Which lines of the data below hold "return"? Copy each of them.

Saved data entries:
----
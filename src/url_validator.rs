//! URL validation for project import and backend configuration.
//!
//! - Project URLs must point at `bondmediastudio.com/projects/<user>/<project>`
//! - The backend API base must be an absolute http(s) URL with a host

use regex::Regex;
use std::sync::LazyLock;
use url::Url;

static PROJECT_URL: LazyLock<Regex> = LazyLock::new(|| {
    Regex::new(r"(?i)^(https?://)?(bondmediastudio\.com)/projects/([A-Za-z0-9_-]+)/([A-Za-z0-9_-]+)$")
        .expect("project url pattern")
});

/// Result of URL validation
#[derive(Debug, Clone, PartialEq, Eq)]
pub enum UrlValidationError {
    /// Nothing was entered
    Empty,
    /// Not a `bondmediastudio.com/projects/<user>/<project>` URL
    NotAProjectUrl(String),
    /// URL is malformed or cannot be parsed
    InvalidUrl(String),
    /// URL uses a scheme other than http or https
    UnsupportedScheme(String),
}

impl std::fmt::Display for UrlValidationError {
    fn fmt(&self, f: &mut std::fmt::Formatter<'_>) -> std::fmt::Result {
        match self {
            UrlValidationError::Empty => write!(f, "No URL given"),
            UrlValidationError::NotAProjectUrl(url) => {
                write!(f, "Not a Bond Media Studio project URL: {}", url)
            }
            UrlValidationError::InvalidUrl(msg) => write!(f, "Invalid URL: {}", msg),
            UrlValidationError::UnsupportedScheme(scheme) => {
                write!(f, "Only HTTP(S) URLs are allowed, got {}", scheme)
            }
        }
    }
}

impl std::error::Error for UrlValidationError {}

/// A project addressed by its owner and namespace.
#[derive(Debug, Clone, PartialEq, Eq)]
pub struct ProjectRef {
    pub username: String,
    pub namespace: String,
}

impl ProjectRef {
    /// Backend path of the import endpoint for this project.
    pub fn import_path(&self) -> String {
        format!(
            "/me/projects/{}/{}",
            urlencoding::encode(&self.username),
            urlencoding::encode(&self.namespace)
        )
    }
}

/// Whether `url` is a project URL like
/// `https://bondmediastudio.com/projects/username/project`.
pub fn check_if_url_is_valid(url: &str) -> bool {
    PROJECT_URL.is_match(url)
}

/// Parse a project URL into its owner and namespace.
pub fn parse_project_url(url: &str) -> Result<ProjectRef, UrlValidationError> {
    let url = url.trim();
    if url.is_empty() {
        return Err(UrlValidationError::Empty);
    }

    let caps = PROJECT_URL
        .captures(url)
        .ok_or_else(|| UrlValidationError::NotAProjectUrl(url.to_string()))?;

    Ok(ProjectRef {
        username: caps[3].to_string(),
        namespace: caps[4].to_string(),
    })
}

/// Validate the configured backend base URL.
pub fn validate_api_base(url_str: &str) -> Result<Url, UrlValidationError> {
    let url = Url::parse(url_str).map_err(|e| UrlValidationError::InvalidUrl(e.to_string()))?;

    if url.scheme() != "https" && url.scheme() != "http" {
        return Err(UrlValidationError::UnsupportedScheme(url.scheme().to_string()));
    }

    if url.host_str().is_none() {
        return Err(UrlValidationError::InvalidUrl("No host in URL".to_string()));
    }

    Ok(url)
}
----
▶ [Response to this exercise]
        return Err(UrlValidationError::Empty);
        return Err(UrlValidationError::UnsupportedScheme(url.scheme().to_string()));
        return Err(UrlValidationError::InvalidUrl("No host in URL".to_string()));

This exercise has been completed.